Empagliflozin is a sodium-glucose transporter 2 (sglt-2) inhibitor, which can inhibit the reabsorption of glucose in the kidney, discharge excessive glucose from the urine, and reduce blood glucose. It is a new type of hypoglycemic drugs. However, as the study progressed, the effect of sglt-2 inhibitors extends. In fundamental and animal trials, sglt-2 inhibitors were found to reduce sodium uptake, inhibit NO synthesis, improve cardiac energy metabolism, and inhibit cardiac inflammation. In the 2021 ESC heart failure guidelines, sglt-2 inhibitors have been included in the "new quadruple" therapy to target patients with HFrEF. Moreover, in the newly published EMPEROR-preserved study, Empagliflozin still achieved very good efficacy in ejection fraction-preserved heart failure, reducing the composite endpoint event by 21%. The mechanisms by which sglt-2 inhibitors act on heart failure have not been fully resolved, and in basic studies, sglt-2 inhibitors were found to affect the intestinal microbiota in mice.

Based on the emerging importance of intestinal microbiota in the process of heart failure, and the impacts of sglt-2 inhibitors on intestinal microbiota and heart failure.

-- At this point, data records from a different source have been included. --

//! Typed arguments and results of runtime commands.

use serde::{Deserialize, Serialize};

use crate::channel::protocol::WindowHandle;

#[derive(Debug, Clone, Copy, Default, PartialEq, Serialize, Deserialize)]
pub struct Size {
    pub width: f64,
    pub height: f64,
}

#[derive(Debug, Clone, Copy, Default, PartialEq, Serialize, Deserialize)]
pub struct Rect {
    pub x: f64,
    pub y: f64,
    pub width: f64,
    pub height: f64,
}

impl Rect {
    pub fn new(x: f64, y: f64, width: f64, height: f64) -> Self {
        Self {
            x,
            y,
            width,
            height,
        }
    }
}

#[derive(Debug, Clone, PartialEq, Serialize, Deserialize)]
pub struct Screen {
    pub frame: Rect,
    /// Usable area, excluding docks and task bars.
    pub workspace: Rect,
}

/// Result of `screen_list`. Indices are `-1` when unknown.
#[derive(Debug, Clone, PartialEq, Serialize, Deserialize)]
pub struct ScreenList {
    pub focused: i64,
    pub primary: i64,
    pub screens: Vec<Screen>,
}

impl ScreenList {
    pub fn focused_screen(&self) -> Option<&Screen> {
        usize::try_from(self.focused)
            .ok()
            .and_then(|i| self.screens.get(i))
    }

    pub fn primary_screen(&self) -> Option<&Screen> {
        usize::try_from(self.primary)
            .ok()
            .and_then(|i| self.screens.get(i))
    }
}

#[derive(Debug, Clone, PartialEq, Serialize, Deserialize)]
pub struct WindowInfo {
    pub handle: WindowHandle,
    pub frame: Rect,
    pub workspace: Size,
}

/// Result of `window_list`. `focused` indexes `windows`, `-1` when none has focus.
#[derive(Debug, Clone, PartialEq, Serialize, Deserialize)]
pub struct WindowList {
    pub focused: i64,
    pub windows: Vec<WindowInfo>,
}

impl WindowList {
    pub fn focused_window(&self) -> Option<&WindowInfo> {
        usize::try_from(self.focused)
            .ok()
            .and_then(|i| self.windows.get(i))
    }
}

/// Web application a window should load.
#[derive(Debug, Clone, PartialEq, Eq, Serialize, Deserialize)]
#[serde(rename_all = "lowercase")]
pub enum WebApp {
    /// Local directory served by the runtime.
    Dir(String),
    Url(String),
}

/// Arguments of `window_create`.
///
/// Unset fields are omitted so the runtime applies its defaults
/// (60% of the focused workspace, centered).
#[derive(Debug, Clone, PartialEq, Serialize, Deserialize)]
pub struct WindowDetails {
    #[serde(flatten)]
    pub app: WebApp,
    #[serde(default, skip_serializing_if = "Option::is_none")]
    pub title: Option<String>,
    #[serde(default, skip_serializing_if = "Option::is_none")]
    pub size: Option<[f64; 2]>,
    #[serde(default, skip_serializing_if = "Option::is_none")]
    pub pos: Option<[f64; 2]>,
    #[serde(default, skip_serializing_if = "Option::is_none")]
    pub decorated: Option<bool>,
    #[serde(default, skip_serializing_if = "Option::is_none")]
    pub resizable: Option<bool>,
    #[serde(default, skip_serializing_if = "Option::is_none")]
    pub top: Option<bool>,
    #[serde(default, skip_serializing_if = "Option::is_none")]
    pub dev: Option<bool>,
}

impl WindowDetails {
    pub fn dir(dir: impl Into<String>) -> Self {
        Self::new(WebApp::Dir(dir.into()))
    }

    pub fn url(url: impl Into<String>) -> Self {
        Self::new(WebApp::Url(url.into()))
    }

    fn new(app: WebApp) -> Self {
        Self {
            app,
            title: None,
            size: None,
            pos: None,
            decorated: None,
            resizable: None,
            top: None,
            dev: None,
        }
    }

    pub fn with_title(mut self, title: impl Into<String>) -> Self {
        self.title = Some(title.into());
        self
    }

    pub fn with_size(mut self, width: f64, height: f64) -> Self {
        self.size = Some([width, height]);
        self
    }

    pub fn with_pos(mut self, x: f64, y: f64) -> Self {
        self.pos = Some([x, y]);
        self
    }

    pub fn with_decorated(mut self, decorated: bool) -> Self {
        self.decorated = Some(decorated);
        self
    }

    pub fn with_resizable(mut self, resizable: bool) -> Self {
        self.resizable = Some(resizable);
        self
    }

    pub fn with_top(mut self, top: bool) -> Self {
        self.top = Some(top);
        self
    }

    pub fn with_dev(mut self, dev: bool) -> Self {
        self.dev = Some(dev);
        self
    }
}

It is necessary to clarify the changes of gut microbiota in the patients with non-reduced ejection fraction taking Empagliflozin and explore the role of gut microbiota in this process.

Study Type

Interventional

Enrollment (Anticipated)

100

Phase

  • Phase 4

Contacts and Locations

This section provides the contact details for those conducting the study, and information on where this study is being conducted.

Study Locations

    • Liaoning
      • Shenyang, Liaoning, China, 110004
        • Shengjing Hospital

Participation Criteria

Researchers look for people who fit a certain description, called eligibility criteria. Some examples of these criteria are a person's general health condition or prior treatments.

Eligibility Criteria

Ages Eligible for Study

14 years and older (Adult, Older Adult)

Accepts Healthy Volunteers

No

Genders Eligible for Study

All

Description

Inclusion Criteria:

  1. Age ≥ 18 years old, BMI 18.5-27.9kg/m.
  2. Patients with heart failure and EF>40%, New York Heart Association classification ( NYHA) class II-IV and evidence of structural heart disease (i.e. left ventricular hypertrophy or left atrial enlargement by the recent echocardiogram within the last 12 months before enrollment).
  3. NT-proBNP≥300 pg/ml for patients without AF, or ≥600 pg/ml for patients with atrial fibrillation (AF).
  4. Signed and dated written informed consent form (ICF)

Exclusion Criteria:

  • 1.Current use or prior use of a SGLT-2 inhibitor in 3 months. 2.Patients with type 1 diabetes mellitus. 3.History of ketoacidosis. 4.Impaired renal function with estimated glomerular filtration rate (eGFR)<20ml/min/1.73m².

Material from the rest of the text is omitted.